Medium si basa sull’aggregazione di firme, come l’Huffington Post, ma con uno stile molto più autorevole, come fossero i blog interni del NYT.com. Il suo slogan, not too big, not too small, è perfetto: i suoi post hanno lunghezza e argomentazioni spesso derivanti dall’esperienza diretta dello scrivente e usano una immagine forte e semplici constatazioni e registrazioni degli eventi, che spiegano tutto molto meglio di lunghe analisi. I collaboratori, quasi mai professionisti dell’informazione, bensì esperti della materia di cui parlano, utilizzano una struttura talmente semplificata in background che basta soltanto scrivere. La pulizia formale del sito ha ricevuto il plauso di molti giornalisti americani, che l’hanno già eletto cult dell’anno. Il web designer di Facebook, Julie Zhuo, l’ha definita «la migliore esperienza di composizione sul web», e ci sono giornalisti che si sono fatti avanti chiedendo se sia possibile (non lo è) sostituire questa piattaforma a WordPress.

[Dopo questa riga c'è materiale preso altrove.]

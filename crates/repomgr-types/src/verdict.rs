use schemars::JsonSchema;
use serde::{Deserialize, Serialize};

/// Outcome of a completed run.
///
/// Warnings are a reportable outcome, not an error: a run that produced any
/// warning completes evaluation and then fails.
#[derive(Clone, Copy, Debug, PartialEq, Eq, Serialize, Deserialize, JsonSchema)]
#[serde(rename_all = "lowercase")]
pub enum Verdict {
    Pass,
    Fail,
}

impl Verdict {
    pub fn from_warning_count(count: usize) -> Self {
        if count == 0 { Verdict::Pass } else { Verdict::Fail }
    }

    pub fn as_str(self) -> &'static str {
        match self {
            Verdict::Pass => "pass",
            Verdict::Fail => "fail",
        }
    }
}

#[cfg(test)]
mod tests {
    use super::*;

    #[test]
    fn verdict_follows_warning_count() {
        assert_eq!(Verdict::from_warning_count(0), Verdict::Pass);
        assert_eq!(Verdict::from_warning_count(1), Verdict::Fail);
        assert_eq!(Verdict::from_warning_count(42), Verdict::Fail);
    }

    #[test]
    fn verdict_serializes_lowercase() {
        let json = serde_json::to_string(&Verdict::Fail).expect("serialize verdict");
        assert_eq!(json, "\"fail\"");
        assert_eq!(Verdict::Pass.as_str(), "pass");
    }
}
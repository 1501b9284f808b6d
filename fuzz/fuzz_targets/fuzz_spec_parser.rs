//! Fuzz target for spec file loading.
//!
//! Goal: Parsing and resolving a spec should **never panic** on any input.
//!
//! Run with:
//! ```bash
//! cargo +nightly fuzz run fuzz_spec_parser
//! ```

#![no_main]

use libfuzzer_sys::fuzz_target;

fuzz_target!(|data: &[u8]| {
    if let Ok(text) = std::str::from_utf8(data) {
        let _ = repomgr_settings::load_spec_str(text);
    }
});
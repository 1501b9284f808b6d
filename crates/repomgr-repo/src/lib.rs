//! Repository adapters: resolve repository paths, read and parse manifests.
//!
//! This crate is allowed to do filesystem IO. It never touches the network.

#![forbid(unsafe_code)]

mod golang;
mod gomod;

use camino::{Utf8Path, Utf8PathBuf};
use repomgr_domain::model::Repo;
use repomgr_types::ids;
use thiserror::Error;

pub use gomod::{GoModError, parse_go_mod};

/// Fuzz-friendly API for testing parsing robustness without filesystem access.
/// These functions are designed to never panic on any input.
pub mod fuzz {
    /// Parse arbitrary text as a `go.mod` file.
    ///
    /// Returns the number of requirements on success. **Never panics** on any input.
    pub fn parse_go_mod(text: &str) -> Result<usize, super::GoModError> {
        super::parse_go_mod(text).map(|file| file.requires.len())
    }
}

#[derive(Debug, Error)]
pub enum RepoError {
    #[error("cannot resolve absolute path of `{path}`")]
    Path {
        path: Utf8PathBuf,
        #[source]
        source: std::io::Error,
    },

    #[error("repository path `{0}` is not valid UTF-8")]
    NonUtf8Path(String),

    #[error("cannot read `{path}`")]
    Read {
        path: Utf8PathBuf,
        #[source]
        source: std::io::Error,
    },

    #[error("cannot parse `{path}`")]
    Parse {
        path: Utf8PathBuf,
        #[source]
        source: GoModError,
    },

    #[error("unknown repo type: {0}")]
    UnknownRepoType(String),
}

/// Loader for one repository type.
pub type RepoLoader = fn(&Utf8Path) -> Result<Repo, RepoError>;

/// The loader registered for `repo_type`, if any.
pub fn loader_for(repo_type: &str) -> Option<RepoLoader> {
    match repo_type {
        ids::REPO_TYPE_GOLANG => Some(golang::load),
        _ => None,
    }
}

/// Load the repository at `path` with the loader for `repo_type`.
///
/// Relative paths are resolved against the current working directory.
pub fn load_repo(repo_type: &str, path: &Utf8Path) -> Result<Repo, RepoError> {
    let loader =
        loader_for(repo_type).ok_or_else(|| RepoError::UnknownRepoType(repo_type.to_string()))?;
    loader(path)
}

/// Absolute form of `path` without touching the filesystem beyond reading
/// the current directory. Symlinks are not resolved.
pub fn absolute_path(path: &Utf8Path) -> Result<Utf8PathBuf, RepoError> {
    let abs = std::path::absolute(path).map_err(|source| RepoError::Path {
        path: path.to_path_buf(),
        source,
    })?;
    Utf8PathBuf::from_path_buf(abs)
        .map_err(|p| RepoError::NonUtf8Path(p.to_string_lossy().into_owned()))
}
use crate::engine::RepoTarget;
use crate::model::{GoModFile, ModuleDecl, Repo, Require};
use crate::params::RuleParams;
use crate::policy::RuleConfig;
use crate::resolver::{ResolveError, TagResolver};
use camino::Utf8PathBuf;
use std::cell::Cell;
use std::collections::BTreeMap;

pub fn require(path: &str, version: &str) -> Require {
    Require {
        path: path.to_string(),
        version: version.to_string(),
        indirect: false,
        line: 1,
    }
}

pub fn go_repo(go: Option<&str>, requires: Vec<Require>) -> Repo {
    Repo {
        abs_path: Utf8PathBuf::from("/work/svc"),
        manifest_path: Utf8PathBuf::from("/work/svc/go.mod"),
        go_mod: GoModFile {
            module: Some(ModuleDecl {
                path: "example.com/svc".to_string(),
                deprecated: None,
                line: 1,
            }),
            go: go.map(str::to_string),
            requires,
            ..GoModFile::default()
        },
    }
}

pub fn target(name: &str, policies: &[&str]) -> RepoTarget {
    RepoTarget {
        name: name.to_string(),
        path: Utf8PathBuf::from(name),
        repo_type: "golang".to_string(),
        policies: policies.iter().map(|p| p.to_string()).collect(),
    }
}

pub fn params(pairs: &[(&str, &str)]) -> RuleParams {
    pairs.iter().copied().collect()
}

pub fn rule_config(rule: &str, pairs: &[(&str, &str)]) -> RuleConfig {
    RuleConfig {
        rule: rule.to_string(),
        params: params(pairs),
    }
}

/// Resolver for rules that must never touch the network.
pub struct NoRemote;

impl TagResolver for NoRemote {
    fn latest_tag(&self, module: &str) -> Result<String, ResolveError> {
        Err(ResolveError::new(module, "remote access disabled in tests"))
    }
}

/// Resolver answering from a fixed module -> tag map and counting lookups.
#[derive(Default)]
pub struct StaticTags {
    pub tags: BTreeMap<String, String>,
    pub calls: Cell<usize>,
}

impl StaticTags {
    pub fn with(module: &str, tag: &str) -> Self {
        let mut tags = BTreeMap::new();
        tags.insert(module.to_string(), tag.to_string());
        Self {
            tags,
            calls: Cell::new(0),
        }
    }
}

impl TagResolver for StaticTags {
    fn latest_tag(&self, module: &str) -> Result<String, ResolveError> {
        self.calls.set(self.calls.get() + 1);
        self.tags
            .get(module)
            .cloned()
            .ok_or_else(|| ResolveError::new(module, "no tags known"))
    }
}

Il governo degli incompetenti e il giornalismo dei tuttologi

La questione sollevata da Medium, per ora soltanto un giocattolo da qualche milione di dollari, con un algoritmo simile a quello di Pandora – originalità assoluta nel settore – che suggerisce ai lettori le storie in base a quanto tempo spendono nel leggerne altre simili, è terribilmente seria: la Rete ha inserito nel dibattito politico lo scenario della democrazia liquida, di un possibile e pericoloso governo degli incompetenti basato sul numero e non sulla conoscenza, ma ha anche i mezzi per filtrare attraverso la sua stessa struttura le idee migliori superando il vincolo della rappresentatività. Nessuno ha ancora trasferito questo dibattito sul web journalism. Molti giornalisti continuano a fare i tuttologi, a doversi occupare di moltissime cose forzati dall’ambiente multitasking e molto competitivo in cui operano, peraltro senza capire bene come ricavarne un guadagno proporzionato e senza, ovviamente, avere il tempo di pensare alla qualità del contenuto.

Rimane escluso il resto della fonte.